Shane: our media type application/xml+xhtml is specifically meant to be extended

<Steven> rfc2854.txt

<Steven> rfc3236.txt

Ralph: is there enough indirection from the mime type registration to the XHTML specification at W3C such that when W3C changes XHTML definition we don't have to change the mime registration?

Shane: we don't need to do anything

Ralph: can we update an XML Schema document for XHTML?

Shane: there isn't one
... CR hasn't been approved

Ralph: is that a process issue?

<msporny> +1 - in agreement with being able to create new XML documents using XHTML modules

Ben: given XHTML modularization, one can cobble together a bunch of modules into a new schema

<msporny> +1 for not updating existing media-type registrations.

Ben: that new schema does not require a new media type

Ralph: we're not being asked to change the media type, but to update the registration

Shane: Ben is exactly right

<Steven> "With respect to XHTML Modularization [XHTMLMOD] and the existence

<Steven> of XHTML based languages (referred to as XHTML family members)

<Steven> that are not XHTML 1.0 conformant languages, it is possible that

<Steven> 'application/xhtml+xml' may be used to describe some of these

<Steven> documents. However, it should suffice for now for the purposes of

<Steven> interoperability that user agents accepting

<Steven> 'application/xhtml+xml' content use the user agent conformance

<Steven> rules in [XHTML1]."

Mark: if TAG would be happy with a link to a GRDDL transform
... isn't this apples and pears?

<ShaneM> I think that the issue is that the TAG wants a way to know that a document contains extractable meta data

<ShaneM> @version="XHTML+RDFa 1.0"

<msporny> Shane, is XHTML2 going to do that?

<ShaneM> XHTML2 is @version="XHTML2 1.0"

<ShaneM> XHTML+RDFa is the other.

<msporny> So, are you saying that we do @version="XHTML+RDFa 1.0" in the current RDFa Syntax Document?

<ShaneM> yes

<msporny> are you saying that we do that in addition to @profile and the DTD type?

<msporny> or in place of?

<ShaneM> oh I dont mind. I was just pointing out that we have this declaration mechanism too. See http://www.w3.org/TR/rdfa-syntax/#a_DTD_driver

Ben: do we agree the TAG is wrong on the need to update the media type?

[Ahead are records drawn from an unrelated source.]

//! Converter module: the seam to the external transcoding engine.
//!
//! This module provides the `Transcoder` trait, the ffmpeg implementation,
//! and `ProcessHandle`, which owns one spawned conversion process.
//!
//! # Example
//!
//! ```ignore
//! use batchconv_core::converter::{ConversionJob, FfmpegTranscoder, ProcessHandle, Transcoder};
//!
//! let transcoder = FfmpegTranscoder::with_defaults();
//! transcoder.validate().await?;
//!
//! let job = ConversionJob::new("/music/in/track.wma", Path::new("/music/out"), "mp3");
//! let mut handle = ProcessHandle::start(&transcoder.command(&job));
//! let status = handle.wait().await;
//! ```

mod config;
mod error;
mod ffmpeg;
mod process;
mod traits;
mod types;

pub use config::ConverterConfig;
pub use error::{ProcessError, TranscoderError};
pub use ffmpeg::FfmpegTranscoder;
pub use process::{ExitFailure, ProcessCommand, ProcessHandle, ProcessStatus};
pub use traits::Transcoder;
pub use types::ConversionJob;
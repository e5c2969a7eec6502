//! Completed-job counter shared by the workers of one batch.

use std::sync::atomic::{AtomicUsize, Ordering};

use super::types::Progress;

/// Thread-safe counter of finished jobs against a known total.
///
/// `completed` only moves forward and never passes `total`. The tracker is
/// single-use: one per batch.
#[derive(Debug)]
pub struct ProgressTracker {
    completed: AtomicUsize,
    total: usize,
}

impl ProgressTracker {
    pub fn new(total: usize) -> Self {
        Self {
            completed: AtomicUsize::new(0),
            total,
        }
    }

    /// Adds one and returns the new pair in a single atomic step.
    ///
    /// Exactly one caller observes `completed == total`. Returns `None` if the
    /// tracker is already full.
    pub fn increment(&self) -> Option<Progress> {
        let total = self.total;
        self.completed
            .fetch_update(Ordering::AcqRel, Ordering::Acquire, |c| {
                (c < total).then_some(c + 1)
            })
            .ok()
            .map(|previous| Progress {
                completed: previous + 1,
                total,
            })
    }

    pub fn progress(&self) -> Progress {
        Progress {
            completed: self.completed.load(Ordering::Acquire),
            total: self.total,
        }
    }

    pub fn total(&self) -> usize {
        self.total
    }

    pub fn is_complete(&self) -> bool {
        self.progress().is_complete()
    }
}
//! Directory listing for batch planning.

use std::path::{Path, PathBuf};
use tracing::debug;

use crate::converter::ConversionJob;

use super::config::SourceConfig;
use super::SourceError;

/// Lists regular files in `dir` whose extension is in `allowed_extensions`.
///
/// Matching ignores case and a leading dot. Results are sorted by file name so
/// the display order is deterministic. Subdirectories are not descended into.
pub async fn scan_directory(
    dir: &Path,
    allowed_extensions: &[String],
) -> Result<Vec<PathBuf>, SourceError> {
    let metadata = tokio::fs::metadata(dir)
        .await
        .map_err(|e| SourceError::io(dir, e))?;
    if !metadata.is_dir() {
        return Err(SourceError::NotADirectory {
            path: dir.to_path_buf(),
        });
    }

    let allowed: Vec<String> = allowed_extensions
        .iter()
        .map(|e| e.trim_start_matches('.').to_ascii_lowercase())
        .collect();

    let mut entries = tokio::fs::read_dir(dir)
        .await
        .map_err(|e| SourceError::io(dir, e))?;
    let mut files = Vec::new();

    while let Some(entry) = entries
        .next_entry()
        .await
        .map_err(|e| SourceError::io(dir, e))?
    {
        let path = entry.path();
        let is_file = entry
            .file_type()
            .await
            .map(|t| t.is_file())
            .unwrap_or(false);
        if !is_file {
            continue;
        }

        let matches = path
            .extension()
            .and_then(|e| e.to_str())
            .map(|e| allowed.contains(&e.to_ascii_lowercase()))
            .unwrap_or(false);
        if matches {
            files.push(path);
        }
    }

    files.sort_by(|a, b| a.file_name().cmp(&b.file_name()));
    debug!(dir = %dir.display(), count = files.len(), "Scanned source directory");
    Ok(files)
}

/// Scans `input_dir` and builds one job per eligible file.
pub async fn plan_jobs(
    input_dir: &Path,
    output_dir: &Path,
    config: &SourceConfig,
    target_extension: &str,
) -> Result<Vec<ConversionJob>, SourceError> {
    let files = scan_directory(input_dir, &config.allowed_extensions).await?;
    Ok(files
        .into_iter()
        .map(|source| ConversionJob::new(source, output_dir, target_extension))
        .collect())
}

<ShaneM> The declaration does not help address the real TAG issue, which is that they want to know when a resource contains triples.

Ralph: I abstain
... what's the status of the XHTML1 Schema document?

Steven: we had to combine several documents and were forced to go through Last Call again
... we're trying to complete that Last Call
... and discussing whether we have to have a CR
... as XHTML modularization is a methodology
... there's no processor to write; the processors are schema or dtd processors

<ShaneM> XHTML Modularization 1.1 is the spec that is held up

Ralph: so the schema document we would update to add a transform URI is held up in this process?

Steven: yes

<ShaneM> Note that I dont think this schema technique is valid. It would mean that EVERY xhtml document generated triples. We don't mean that.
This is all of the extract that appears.